Saturday, November 13, 2010

Obsession.

I've been thinking about obsession. The condition, the emotion and what it means. In the last couple of days I've been obsessed with Keith Olbermann and it has made me really think about how I feel about him and his news program. I find I'm watching more Rachel Maddow because of the obsession. It is all good. I gain more insight and become more thoughtful.

I have gone through my life obsessed about one thing or another. My great obsession is clearly Theatre and to a lesser degree, teaching. Though, that may not be true. My calling may in fact be teaching. I'll have to think about that.

I'm talking about the obsession with particular characters or people. My husband and I've spent a lot of time recently watching the latest version of DOCTOR WHO. Okay, I'm obsessed with David Tennant who plays the 10th Doctor. We discovered TORCHWOOD first and I was obsessed with the character Captain Jack Harkness. We discovered Doctor Who because we were looking for more stories about Captain Jack. We've been re-watching the entire two series, in order this time. So good, and now we understand the very complicated world of Doctor Who.

Yeah, I'm a sci-fi fan. Note: I did not say fanatic. I love the time-travel conundrum. I love the complication and the discussion afterwards. Takes me away.

Back to obsessions. When I was a kid, 13 or so, I was mad for Star Trek. I went to White Front (The 1966 version of Wal-Mart) and met Leonard Nimoy. I was beside myself! He was signing his first album (I'd bought it long before the signing) and I stood in line with my best friend, Barbara Redding, giggling and gleeful as we made our way to the podium. I touched his arm. He smiled, indulgently. I was in heaven. It was not Leonard Nimoy I'd come to see, but Spock. And it was so special.

At 13 my bedroom was covered with photos cut out from teen magazines. I loved Bobby Sherman and Davy Jones. I loved Spock. (Sorry Bill, I only came to love you after we did a show together.) I loved the idea of Superman. I had what my mother called, "a shrine" to The Lord of the Rings. But that was a book. Okay, for me at the time, THE BOOK.  My obsession with those characters was all what I created in my imagination. I became obsessed with Tolkien and read everything he wrote and everything written about him. I think I still have his obituary somewhere. (In high school and college I wrote every paper about him, when I could. I was an expert!)

Later, my friends will tell you, I became obsessed with Remmington Steele. I loved the character and I loved the romance. It all ended when I saw Pierce Bronson in person. Hmm. Not what I expected.
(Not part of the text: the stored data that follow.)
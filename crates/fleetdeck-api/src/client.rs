// Inventory backend HTTP client
//
// Wraps `reqwest::Client` with backend-specific URL construction and
// response decoding. The power endpoint's 401 challenge is decoded into a
// typed outcome here so no caller ever has to compare status codes.

use secrecy::{ExposeSecret, SecretString};
use serde::de::DeserializeOwned;
use tracing::debug;
use url::Url;

use crate::error::Error;
use crate::models::{AddMachineRequest, ErrorBody, MachineRecord, PowerRequest, PowerSuccess};
use crate::transport::TransportConfig;

/// Result of a power request against `POST /api/power`.
///
/// A `401` response is a protocol signal, not a failure: the operation
/// needs a credential and should be replayed with one. Every other non-2xx
/// status is reported through [`Error`].
#[derive(Debug, Clone, PartialEq, Eq)]
pub enum PowerOutcome {
    /// The backend executed the operation; `message` is its human-readable
    /// confirmation (e.g. "Magic Packet sent").
    Completed { message: String },
    /// The backend requires a password for this operation. Replay the same
    /// request with a credential.
    AuthRequired,
}

/// Raw HTTP client for the inventory backend.
///
/// All methods are stateless request-response calls; the client holds no
/// session. `base_url` is the backend root (e.g. `http://homeserver:5000`).
pub struct InventoryClient {
    http: reqwest::Client,
    base_url: Url,
}

impl InventoryClient {
    /// Create a new client from a [`TransportConfig`].
    pub fn new(base_url: Url, transport: &TransportConfig) -> Result<Self, Error> {
        let http = transport.build_client()?;
        Ok(Self { http, base_url })
    }

    /// Create a client with a pre-built `reqwest::Client`.
    pub fn with_client(http: reqwest::Client, base_url: Url) -> Self {
        Self { http, base_url }
    }

    /// The backend base URL.
    pub fn base_url(&self) -> &Url {
        &self.base_url
    }

    // ── URL builders ─────────────────────────────────────────────────

    /// Build a full URL for an API path: `{base}/api/{path}`.
    pub(crate) fn api_url(&self, path: &str) -> Result<Url, Error> {
        let base = self.base_url.as_str().trim_end_matches('/');
        Ok(Url::parse(&format!("{base}/api/{path}"))?)
    }

    /// The browser/download target for a remote-desktop session on `host`.
    ///
    /// Never fetched by this client — session establishment is entirely the
    /// backend's job. Handed to the operator as a navigation target.
    pub fn rdp_url(&self, host: &str) -> Result<Url, Error> {
        self.api_url(&format!("rdp/{host}"))
    }

    // ── Inventory ────────────────────────────────────────────────────

    /// Fetch the full machine list: `GET /api/vms`.
    pub async fn list_machines(&self) -> Result<Vec<MachineRecord>, Error> {
        let url = self.api_url("vms")?;
        debug!("GET {}", url);

        let resp = self.http.get(url).send().await.map_err(Error::Transport)?;
        parse_json(resp).await
    }

    /// Register a new machine: `POST /api/vms`.
    ///
    /// The request body is the add-form field map, serialized verbatim.
    pub async fn add_machine(&self, request: &AddMachineRequest) -> Result<(), Error> {
        let url = self.api_url("vms")?;
        debug!("POST {}", url);

        let resp = self
            .http
            .post(url)
            .json(request)
            .send()
            .await
            .map_err(Error::Transport)?;
        expect_success(resp).await
    }

    /// Remove a machine from the inventory: `DELETE /api/vms/{mac}`.
    pub async fn delete_machine(&self, mac: &str) -> Result<(), Error> {
        let url = self.api_url(&format!("vms/{mac}"))?;
        debug!("DELETE {}", url);

        let resp = self
            .http
            .delete(url)
            .send()
            .await
            .map_err(Error::Transport)?;
        expect_success(resp).await
    }

    // ── Power ────────────────────────────────────────────────────────

    /// Issue a power operation: `POST /api/power`.
    ///
    /// `action` is the backend's operation token (`"off"`, `"reboot"`,
    /// `"wol"`). Pass `None` for the optimistic unauthenticated attempt;
    /// on [`PowerOutcome::AuthRequired`], replay with the operator's
    /// credential. The secret is exposed only at this serialization
    /// boundary and never logged.
    pub async fn power(
        &self,
        mac: &str,
        action: &str,
        password: Option<&SecretString>,
    ) -> Result<PowerOutcome, Error> {
        let url = self.api_url("power")?;
        debug!(%mac, %action, authenticated = password.is_some(), "POST {}", url);

        let body = PowerRequest {
            mac,
            action,
            password: password.map(ExposeSecret::expose_secret),
        };

        let resp = self
            .http
            .post(url)
            .json(&body)
            .send()
            .await
            .map_err(Error::Transport)?;

        let status = resp.status();
        if status == reqwest::StatusCode::UNAUTHORIZED {
            return Ok(PowerOutcome::AuthRequired);
        }
        if !status.is_success() {
            return Err(error_from_response(resp).await);
        }

        let success: PowerSuccess = parse_body(resp).await?;
        Ok(PowerOutcome::Completed {
            message: success.message,
        })
    }
}

// ── Response decoding helpers ────────────────────────────────────────

/// Decode a 2xx JSON body, or map a non-2xx response to an error.
async fn parse_json<T: DeserializeOwned>(resp: reqwest::Response) -> Result<T, Error> {
    if !resp.status().is_success() {
        return Err(error_from_response(resp).await);
    }
    parse_body(resp).await
}

/// Check for a 2xx status, discarding any body.
async fn expect_success(resp: reqwest::Response) -> Result<(), Error> {
    if resp.status().is_success() {
        Ok(())
    } else {
        Err(error_from_response(resp).await)
    }
}

async fn parse_body<T: DeserializeOwned>(resp: reqwest::Response) -> Result<T, Error> {
    let body = resp.text().await.map_err(Error::Transport)?;
    serde_json::from_str(&body).map_err(|e| {
        let preview = &body[..body.len().min(200)];
        Error::Deserialization {
            message: format!("{e} (body preview: {preview:?})"),
            body: body.clone(),
        }
    })
}

/// Map a non-2xx response to [`Error::Rejected`] when the body carries the
/// backend's `{"error": ...}` shape, [`Error::Api`] otherwise.
async fn error_from_response(resp: reqwest::Response) -> Error {
    let status = resp.status().as_u16();
    let body = resp.text().await.unwrap_or_default();

    if let Ok(parsed) = serde_json::from_str::<ErrorBody>(&body) {
        return Error::Rejected {
            status,
            message: parsed.error,
        };
    }

    Error::Api {
        status,
        message: body[..body.len().min(200)].to_owned(),
    }
}
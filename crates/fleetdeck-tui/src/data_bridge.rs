//! Data bridge — connects [`Controller`] streams to TUI actions.
//!
//! Runs as a background task: starts the controller (which owns the
//! inventory poller), then forwards every machine-list change and
//! connection-state transition as an [`Action`] through the TUI's action
//! channel. Shuts down cleanly on cancellation.

use tokio::sync::mpsc;
use tokio_util::sync::CancellationToken;
use tracing::debug;

use fleetdeck_core::{ConnectionState, Controller};

use crate::action::Action;

/// Spawn the data bridge connecting [`Controller`] reactive streams to the TUI.
pub async fn spawn_data_bridge(
    controller: Controller,
    action_tx: mpsc::UnboundedSender<Action>,
    cancel: CancellationToken,
) {
    let _ = action_tx.send(Action::Connecting);

    controller.connect().await;

    let _ = action_tx.send(Action::Connected);

    let mut machines = controller.machines();
    let mut conn_state = controller.connection_state();

    // Push the initial snapshot so the grid has data immediately.
    let _ = action_tx.send(Action::MachinesUpdated(machines.current().clone()));

    // Stream loop — forward every change until cancelled
    loop {
        tokio::select! {
            biased;

            () = cancel.cancelled() => break,

            Some(snapshot) = machines.changed() => {
                let _ = action_tx.send(Action::MachinesUpdated(snapshot));
            }

            Ok(()) = conn_state.changed() => {
                let state = *conn_state.borrow_and_update();
                match state {
                    ConnectionState::Connected => {
                        let _ = action_tx.send(Action::Connected);
                    }
                    ConnectionState::Disconnected => {
                        let _ = action_tx.send(Action::Disconnected("disconnected".into()));
                    }
                    ConnectionState::Connecting => {
                        let _ = action_tx.send(Action::Connecting);
                    }
                }
            }
        }
    }

    controller.shutdown().await;
    debug!("data bridge shut down");
}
I loved everyone who played Superman, except the last one. Can't even remember his name. My particular obsession was with Dean Cain. Sadly, not a very good actor, but oh how he looked! He was perfect. I own the DVDs and sit and watch the series Lois and Clark, The New Adventures of Superman still, to this day.

These are all harmless. Harmless obsessions. The danger comes when one becomes obsessed with someone one knows, in real life.

I've managed to avoid this through most of my life, but I clearly have an obsessive nature. What I've discovered is that obsession is the quickest way to end a relationship. Obsession is scary to the object of the obsession. And generally unwanted. Don't you think I'd have learned this in high school?  (Though one weird obsession has resulted in a life-long friendship. Another, ultimately healthier obsession has resulted in my marriage. Yes, I was obsessed with Phil. I still am.)

I've been told I'm just passionate.

Maybe. Sometimes I think I'm just a little out of my head.

Obsession is a childhood fantasy that needs to be put away. It took me a long time to understand that. Enjoy the story, but awake to the reality of my day.

"When I was a child, I spake as a child, I understood as a child, I thought as a child: but when I became a man, I put away childish things."
Chapter 13, verse 11
 
I am now full grown. I see more clearly than I did before. Those obsessions are leftovers. Ort in crossword puzzles. I am free of them. And yet, in some small way I am more solitary. I miss Spock in my dreams.